高校では、キイロタマホコリカビ(いわゆるカビ)を使った研究を行いました。カビが餌を探して自ら動き、胞子を高く放出して増えていく様子を観察して、「生き物って面白い」と感じました。餌を与えるとその線に沿ってカビが動く実験もあり、こうした観察を通じて、生物の面白さをより身近に知ることができました。

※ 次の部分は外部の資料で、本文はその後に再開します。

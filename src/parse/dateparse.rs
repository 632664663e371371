use std::sync::LazyLock;

use chrono::{Datelike, Days, NaiveDate, Weekday};
use regex::Regex;

static REGEX: LazyLock<Regex> = LazyLock::new(|| {
    Regex::new(
        r"(?xi)
^ # anchor to start of string

(?:
  (?: # date is in ISO format (yyyy-mm-dd)
    (\d{4})-(\d{1,2})-(\d{1,2})
  ) | (?: # date is a name referring to a day relative to the local date
    (yesterday | today | monday | tuesday | wednesday | thursday | friday | saturday | sunday)
  )
)

$ # anchor to end of string
",
    )
    .expect("Could not parse Regex")
});

/// Parses a calendar day as entered into one of the date fields.
///
/// Accepts ISO dates (`2024-01-01`, as sent by browser date pickers) as well as `today`,
/// `yesterday`, and weekday names, which refer to the most recent such day before `today`.
pub fn parse_date(date: &str, today: NaiveDate) -> Option<NaiveDate> {
    let captures = REGEX.captures(date.trim())?;

    if let Some(relation) = captures.get(4) {
        return parse_relative_date(relation.as_str(), today);
    }

    NaiveDate::from_ymd_opt(
        captures[1].parse().ok()?,
        captures[2].parse().ok()?,
        captures[3].parse().ok()?,
    )
}

fn parse_relative_date(relation: &str, today: NaiveDate) -> Option<NaiveDate> {
    match relation {
        day if day.eq_ignore_ascii_case("today") => Some(today),
        day if day.eq_ignore_ascii_case("yesterday") => today.pred_opt(),
        day => {
            let weekday: Weekday = day.parse().ok()?;
            find_last_day(today, weekday)
        }
    }
}

fn find_last_day(today: NaiveDate, day_of_week: Weekday) -> Option<NaiveDate> {
    let current_day = today.weekday();
    match current_day.days_since(day_of_week) {
        // don't allow user to specify "monday" on a monday,
        // as it is ambiguous if they mean today or last monday
        0 => None,
        n => Some(today - (Days::new(n as u64))),
    }
}
#![allow(dead_code)]

use canctl::std_kernel::StdKernel;
use canctl::{Config, Controller, Driver, Frame, Message, RxQueue, StandardId};
use embassy_sync::blocking_mutex::raw::CriticalSectionRawMutex;

pub const FILTER_BANKS: usize = 4;

pub type TestController<'a> = Controller<'a, CriticalSectionRawMutex, StdKernel, MockDriver, 8>;
pub type TestQueue<const N: usize> = RxQueue<CriticalSectionRawMutex, StdKernel, N>;

#[derive(Debug, PartialEq)]
pub struct Rejected;

/// Peripheral stand-in with a configurable number of free transmit mailboxes.
pub struct MockDriver {
    pub filter_banks: usize,
    pub active: bool,
    pub bitrate: Option<u32>,
    pub refuse_activation: bool,
    pub free_mailboxes: usize,
    pub sent: Vec<Message>,
}

impl Default for MockDriver {
    fn default() -> Self {
        MockDriver {
            filter_banks: FILTER_BANKS,
            active: false,
            bitrate: None,
            refuse_activation: false,
            free_mailboxes: 3,
            sent: Vec::new(),
        }
    }
}

impl Driver for MockDriver {
    type Error = Rejected;

    fn filter_capacity(&self) -> usize {
        self.filter_banks
    }

    fn activate(&mut self, bitrate: u32) -> Result<(), Self::Error> {
        if self.refuse_activation {
            return Err(Rejected);
        }
        self.active = true;
        self.bitrate = Some(bitrate);
        Ok(())
    }

    fn deactivate(&mut self) {
        self.active = false;
    }

    fn submit_frame(&mut self, message: &Message) -> nb::Result<(), Self::Error> {
        if !self.active {
            return Err(nb::Error::Other(Rejected));
        }
        if self.free_mailboxes == 0 {
            return Err(nb::Error::WouldBlock);
        }
        self.free_mailboxes -= 1;
        self.sent.push(*message);
        Ok(())
    }
}

pub fn controller<'a>() -> TestController<'a> {
    Controller::new(Config::new(0, 500_000).with_name("can0"), MockDriver::default())
}

pub fn up_controller<'a>() -> TestController<'a> {
    let controller = controller();
    controller.init().unwrap();
    controller.up().unwrap();
    controller
}

pub fn std_id(id: u16) -> StandardId {
    StandardId::new(id).unwrap()
}

pub fn message(id: u16, data: &[u8]) -> Message {
    Message::new(std_id(id), data).unwrap()
}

大学では、生物工学科での学びとして、大腸菌を使った研究を経験しました。大腸菌が作るもの(酵素)を増やす研究などを通して、理論は理解できるものの、微生物の過程は目に見えないこともあり、変化の捉え方や考え方を深めるきっかけになりました。また、遺伝子改良などの実験を通して、理論と実際の生き物の動きの違いを体感できたことも、貴重な学びとなりました。

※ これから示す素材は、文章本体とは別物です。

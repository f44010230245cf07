use heapless::Vec;

use crate::error::{Error, Result};

/// Startup-built table of statically allocated devices, keyed by their stable index.
///
/// Devices are registered once and never removed.
pub struct DeviceTable<'a, T: ?Sized, const N: usize> {
    devices: Vec<(u32, &'a T), N>,
}

impl<'a, T: ?Sized, const N: usize> DeviceTable<'a, T, N> {
    pub const fn new() -> Self {
        DeviceTable {
            devices: Vec::new(),
        }
    }

    pub fn register(&mut self, index: u32, device: &'a T) -> Result<()> {
        if self.get(index).is_some() {
            return Err(Error::AlreadyInited);
        }
        self.devices
            .push((index, device))
            .map_err(|_| Error::CapacityExceeded)
    }

    pub fn get(&self, index: u32) -> Option<&'a T> {
        self.devices
            .iter()
            .find(|(i, _)| *i == index)
            .map(|(_, device)| *device)
    }

    pub fn len(&self) -> usize {
        self.devices.len()
    }

    pub fn is_empty(&self) -> bool {
        self.devices.is_empty()
    }

    pub fn iter(&self) -> impl Iterator<Item = (u32, &'a T)> + '_ {
        self.devices.iter().map(|(i, device)| (*i, *device))
    }
}

impl<'a, T: ?Sized, const N: usize> Default for DeviceTable<'a, T, N> {
    fn default() -> Self {
        Self::new()
    }
}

学業以外では、茶道部にも所属しました。当時、男子が多い環境でしたが、部員を増やすために勧誘活動を頑張り、実際に新しい部員を迎えることができました。また、茶道を通じて学んだわびさびや静けさの感覚も、人生の幅を広げる経験となりました。
現在は県内の企業である商社で営業職として働いています。最初は営業という職種にあまり興味がなかったものの、やってみると非常に面白く感じました。
今の仕事の面白さは、計画通りにうまくいくときも、予想外の結果になったときも、どちらの経験も次に活かせる点にあります。お客様の背景を考えて戦略を立て、ビジネスプランを提案するプロセスが特に楽しいと感じています。

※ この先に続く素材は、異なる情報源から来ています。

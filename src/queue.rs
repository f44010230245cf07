use core::cell::RefCell;

use embassy_sync::blocking_mutex::raw::RawMutex;
use embassy_sync::blocking_mutex::Mutex;
use heapless::Deque;

use crate::error::{Error, Result};
use crate::kernel::{Deadline, Kernel, Semaphore, Ticks};
use crate::message::Message;

/// What a full queue does with one more message.
#[derive(Debug, Clone, Copy, PartialEq, Eq, Default)]
#[cfg_attr(feature = "defmt", derive(defmt::Format))]
pub enum OverflowPolicy {
    /// Keep the queued messages, discard the incoming one.
    #[default]
    DropNewest,
    /// Discard the oldest queued message to make room.
    DropOldest,
}

/// Registration of a task waiting on a queue, returned by [`RxSink::begin_wait`].
#[derive(Debug, Clone, Copy, PartialEq, Eq)]
pub struct Ticket(u32);

/// Receiving end of a filter, as seen by the registry and the dispatcher.
///
/// Implemented by [`RxQueue`]. `push` is the interrupt-context producer side, `wait` the
/// task-context consumer side.
pub trait RxSink: Sync {
    /// Enqueues without blocking. Returns `false` if the message was dropped.
    fn push(&self, message: &Message) -> bool;

    fn try_pop(&self) -> Option<Message>;

    /// Pops a message if one is ready, otherwise registers the caller as a waiter.
    ///
    /// Every `Err(ticket)` must be followed by exactly one call to [`RxSink::wait`].
    fn begin_wait(&self) -> core::result::Result<Message, Ticket>;

    /// Blocks until a message arrives, `timeout` elapses, or the queue is reset or closed.
    fn wait(&self, ticket: Ticket, timeout: Ticks) -> Result<Message>;

    /// Accepts messages again after [`RxSink::close`].
    fn attach(&self);

    /// Discards queued messages and wakes every waiter with `reason`.
    fn reset(&self, reason: Error);

    /// Like [`RxSink::reset`], and refuses further messages until re-attached.
    fn close(&self, reason: Error);

    fn overflows(&self) -> u32;
}

struct State<const N: usize> {
    messages: Deque<Message, N>,
    waiters: usize,
    epoch: u32,
    wake_reason: Error,
    attached: bool,
    overflows: u32,
}

/// Bounded FIFO of received messages with blocking, tick-based receive.
///
/// The queue is owned by whoever registers it on a filter; the controller only borrows it.
/// Bind a queue to one filter at a time: removing the filter closes the queue.
pub struct RxQueue<M: RawMutex, K: Kernel, const N: usize> {
    state: Mutex<M, RefCell<State<N>>>,
    ready: K::Semaphore,
    policy: OverflowPolicy,
}

impl<M: RawMutex, K: Kernel, const N: usize> RxQueue<M, K, N> {
    pub fn new() -> Self {
        Self::with_policy(OverflowPolicy::default())
    }

    pub fn with_policy(policy: OverflowPolicy) -> Self {
        RxQueue {
            state: Mutex::new(RefCell::new(State {
                messages: Deque::new(),
                waiters: 0,
                epoch: 0,
                wake_reason: Error::Cancelled,
                attached: false,
                overflows: 0,
            })),
            ready: K::Semaphore::default(),
            policy,
        }
    }

    pub fn policy(&self) -> OverflowPolicy {
        self.policy
    }

    pub fn len(&self) -> usize {
        self.state.lock(|cell| cell.borrow().messages.len())
    }

    pub fn is_empty(&self) -> bool {
        self.len() == 0
    }

    /// Number of tasks currently blocked in [`RxSink::wait`].
    pub fn waiting(&self) -> usize {
        self.state.lock(|cell| cell.borrow().waiters)
    }

    /// Bumps the epoch and wakes every registered waiter.
    fn release_waiters(&self, reason: Error, detach: bool) {
        let waiters = self.state.lock(|cell| {
            let mut state = cell.borrow_mut();
            state.epoch = state.epoch.wrapping_add(1);
            state.wake_reason = reason;
            state.messages.clear();
            if detach {
                state.attached = false;
            }
            state.waiters
        });
        for _ in 0..waiters {
            self.ready.give();
        }
    }
}

impl<M: RawMutex, K: Kernel, const N: usize> Default for RxQueue<M, K, N> {
    fn default() -> Self {
        Self::new()
    }
}

impl<M, K, const N: usize> RxSink for RxQueue<M, K, N>
where
    M: RawMutex + Sync,
    K: Kernel,
{
    fn push(&self, message: &Message) -> bool {
        let (accepted, wake) = self.state.lock(|cell| {
            let mut state = cell.borrow_mut();
            if !state.attached {
                return (false, false);
            }
            if state.messages.is_full() {
                state.overflows = state.overflows.wrapping_add(1);
                match self.policy {
                    OverflowPolicy::DropNewest => return (false, false),
                    OverflowPolicy::DropOldest => {
                        state.messages.pop_front();
                    }
                }
            }
            let accepted = state.messages.push_back(*message).is_ok();
            (accepted, accepted && state.waiters > 0)
        });
        if !accepted {
            warn!("rx queue dropped id {:#x}", message.raw_id());
        }
        if wake {
            self.ready.give();
        }
        accepted
    }

    fn try_pop(&self) -> Option<Message> {
        self.state.lock(|cell| cell.borrow_mut().messages.pop_front())
    }

    fn begin_wait(&self) -> core::result::Result<Message, Ticket> {
        self.state.lock(|cell| {
            let mut state = cell.borrow_mut();
            match state.messages.pop_front() {
                Some(message) => Ok(message),
                None => {
                    state.waiters += 1;
                    Err(Ticket(state.epoch))
                }
            }
        })
    }

    fn wait(&self, ticket: Ticket, timeout: Ticks) -> Result<Message> {
        let deadline = Deadline::<K>::after(timeout);
        loop {
            let woken = match deadline.remaining() {
                Some(left) => self.ready.take(left),
                None => false,
            };
            let outcome = self.state.lock(|cell| {
                let mut state = cell.borrow_mut();
                let outcome = if state.epoch != ticket.0 {
                    Some(Err(state.wake_reason))
                } else if let Some(message) = state.messages.pop_front() {
                    Some(Ok(message))
                } else if !woken {
                    Some(Err(Error::Timeout))
                } else {
                    // another consumer got there first
                    None
                };
                if outcome.is_some() {
                    state.waiters -= 1;
                }
                outcome
            });
            if let Some(outcome) = outcome {
                return outcome;
            }
        }
    }

    fn attach(&self) {
        self.state.lock(|cell| cell.borrow_mut().attached = true);
    }

    fn reset(&self, reason: Error) {
        self.release_waiters(reason, false);
    }

    fn close(&self, reason: Error) {
        self.release_waiters(reason, true);
    }

    fn overflows(&self) -> u32 {
        self.state.lock(|cell| cell.borrow().overflows)
    }
}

現在の会社では、試験薬を主に扱っています。お客様は大学、企業、病院など、理化学の実験を行う機関です。ワクチン製造企業や病院で使用される検査部材なども扱い、生物工学科で学んだ知識が大いに役立っています。お客様の背景を理解し、これから必要になるものを予測して提案できることも強みです。
富山県立大学は公立大学ながら非常に整った学習環境があります。社会に出て他の大学と比較すると、研究設備や材料など、学びに使える資源の充実度が際立っていることに気づかされます。
大学での経験や学びは無駄になることはありません。自分なりに興味を見つけ、学びを積み重ねることで、それが将来の仕事や人生に生きていくと思います。